Patrick Harden, vice president of litigation for the National Association of Manufacturers, said lawmakers are recognizing the legal issues businesses are confronting.

“The nature and the contour of the problem that we’re facing here is starting to become much more evident to members of both parties,” Harden said.

“There’s a growing understanding that we’re going to have to find a solution.”

NAM’s Patrick Harden

“And I think there’s a growing understanding that we’re going to have to find a solution.”

Evan Greenberg, CEO of insurer Chubb, writing in the Wall Street Journal, called on Congress to grant immunity from coronavirus-related litigation.

“How long the disaster will last—or how much worse it will get—is unclear,” he said.

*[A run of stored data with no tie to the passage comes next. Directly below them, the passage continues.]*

// SPDX-License-Identifier: BUSL-1.1
// Copyright (c) 2026 Alfred Jean LLC

//! JSON-file-backed store for standalone CLI runs.
//!
//! The production deployment talks to the platform's entity store; the CLI
//! works against a single `state.json` so stewards can be exercised on a
//! bare checkout. Load-on-open, save-on-write, no concurrency story beyond
//! the process-wide mutex — this is a development convenience, not a
//! database.

use crate::registry::StewardRegistry;
use crate::store::{Document, NewTask, StoreError, TaskFilter, TaskStore};
use async_trait::async_trait;
use chrono::{DateTime, Utc};
use parking_lot::Mutex;
use serde::{Deserialize, Serialize};
use sf_core::{AgentId, ChannelId, DocumentId, Steward, Task, TaskId, TaskPatch};
use std::collections::HashMap;
use std::path::PathBuf;

#[derive(Debug, Default, Serialize, Deserialize)]
struct LocalState {
    #[serde(default)]
    tasks: HashMap<TaskId, Task>,
    #[serde(default)]
    stewards: Vec<Steward>,
    #[serde(default)]
    documents: HashMap<DocumentId, Document>,
    #[serde(default)]
    role_prompts: HashMap<String, String>,
    #[serde(default)]
    next_task_id: u64,
}

pub struct LocalStore {
    path: PathBuf,
    state: Mutex<LocalState>,
}

impl LocalStore {
    /// Open (or initialize) the state file at `path`.
    pub fn open(path: impl Into<PathBuf>) -> Result<Self, StoreError> {
        let path = path.into();
        let state = if path.exists() {
            let raw = std::fs::read_to_string(&path)?;
            serde_json::from_str(&raw)?
        } else {
            LocalState::default()
        };
        Ok(Self { path, state: Mutex::new(state) })
    }

    fn save(&self, state: &LocalState) -> Result<(), StoreError> {
        if let Some(parent) = self.path.parent() {
            std::fs::create_dir_all(parent)?;
        }
        let raw = serde_json::to_string_pretty(state)?;
        std::fs::write(&self.path, raw)?;
        Ok(())
    }
}

#[async_trait]
impl TaskStore for LocalStore {
    async fn get_task(&self, id: &TaskId) -> Result<Option<Task>, StoreError> {
        Ok(self.state.lock().tasks.get(id).cloned())
    }

    async fn create_task(&self, new: NewTask) -> Result<Task, StoreError> {
        let now = Utc::now();
        let mut state = self.state.lock();
        state.next_task_id += 1;
        let id = TaskId::from_string(format!("task-{:06}", state.next_task_id));
        let task = Task {
            id: id.clone(),
            title: new.title,
            status: new.status,
            priority: new.priority,
            complexity: new.complexity,
            assignee: new.assignee,
            created_by: new.created_by,
            created_at: now,
            updated_at: now,
            closed_at: None,
            tags: new.tags,
            metadata: new.metadata,
        };
        state.tasks.insert(id, task.clone());
        self.save(&state)?;
        Ok(task)
    }

    async fn update_task(&self, id: &TaskId, patch: TaskPatch) -> Result<Task, StoreError> {
        let now = Utc::now();
        let mut state = self.state.lock();
        let task = state
            .tasks
            .get_mut(id)
            .ok_or_else(|| StoreError::NotFound(id.to_string()))?;
        task.apply(patch, now);
        let task = task.clone();
        self.save(&state)?;
        Ok(task)
    }

    async fn list_tasks(&self, filter: &TaskFilter) -> Result<Vec<Task>, StoreError> {
        let state = self.state.lock();
        let mut tasks: Vec<Task> =
            state.tasks.values().filter(|t| filter.matches(t)).cloned().collect();
        tasks.sort_by(|a, b| a.created_at.cmp(&b.created_at));
        Ok(tasks)
    }

    async fn delete_task(&self, id: &TaskId) -> Result<(), StoreError> {
        let mut state = self.state.lock();
        state
            .tasks
            .remove(id)
            .ok_or_else(|| StoreError::NotFound(id.to_string()))?;
        self.save(&state)
    }

    async fn get_document(&self, id: &DocumentId) -> Result<Option<Document>, StoreError> {
        Ok(self.state.lock().documents.get(id).cloned())
    }

    async fn get_role_prompt(&self, role: &str) -> Result<Option<String>, StoreError> {
        Ok(self.state.lock().role_prompts.get(role).cloned())
    }
}

#[async_trait]
impl StewardRegistry for LocalStore {
    async fn get_steward(&self, id: &AgentId) -> Result<Option<Steward>, StoreError> {
        Ok(self.state.lock().stewards.iter().find(|s| &s.id == id).cloned())
    }

    async fn stewards(&self) -> Result<Vec<Steward>, StoreError> {
        Ok(self.state.lock().stewards.clone())
    }

    async fn agent_channel(&self, _id: &AgentId) -> Result<Option<ChannelId>, StoreError> {
        // Local runs have no message channels.
        Ok(None)
    }

    async fn record_execution(
        &self,
        id: &AgentId,
        at: DateTime<Utc>,
    ) -> Result<(), StoreError> {
        let mut state = self.state.lock();
        if let Some(steward) = state.stewards.iter_mut().find(|s| &s.id == id) {
            steward.last_executed_at = Some(at);
        }
        self.save(&state)
    }
}

#[cfg(test)]
#[path = "local_tests.rs"]
mod tests;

“But it won’t help Americans or the economy to allow lawsuits to proliferate or to try to pin the damage on insurers like my company.”

Action Plan

NAM’s American Renewal Action Plan also recognizes the legal issues employers face and calls on Congress to:

  • Limit lawsuits claiming damages for workplace exposure to COVID-19 to those based on claims that companies knew the person would be exposed to the virus and acted recklessly or with indifference as to whether the person would catch it
  • Acknowledge that the patchwork of advice, industry practices, and state directives make it hard to identify a clear standard of care
  • Provide employers with a safe harbor for collecting and exchanging crucial information related to employees’ health and adopting reasonable measures to combat workplace transmission
  • Place state public nuisance claims off limits for the spread of a pandemic disease during a declared national emergency 

NAM also called on the U.S. Department of Labor to protect employers from frivolous litigation by announcing what California has already said—that COVID-19 can be considered an “unforeseeable business circumstance” under the WARN Act.

And it asks Congress to protect manufacturers who have stepped up to produce PPE by enacting liability protection from state or federal claims.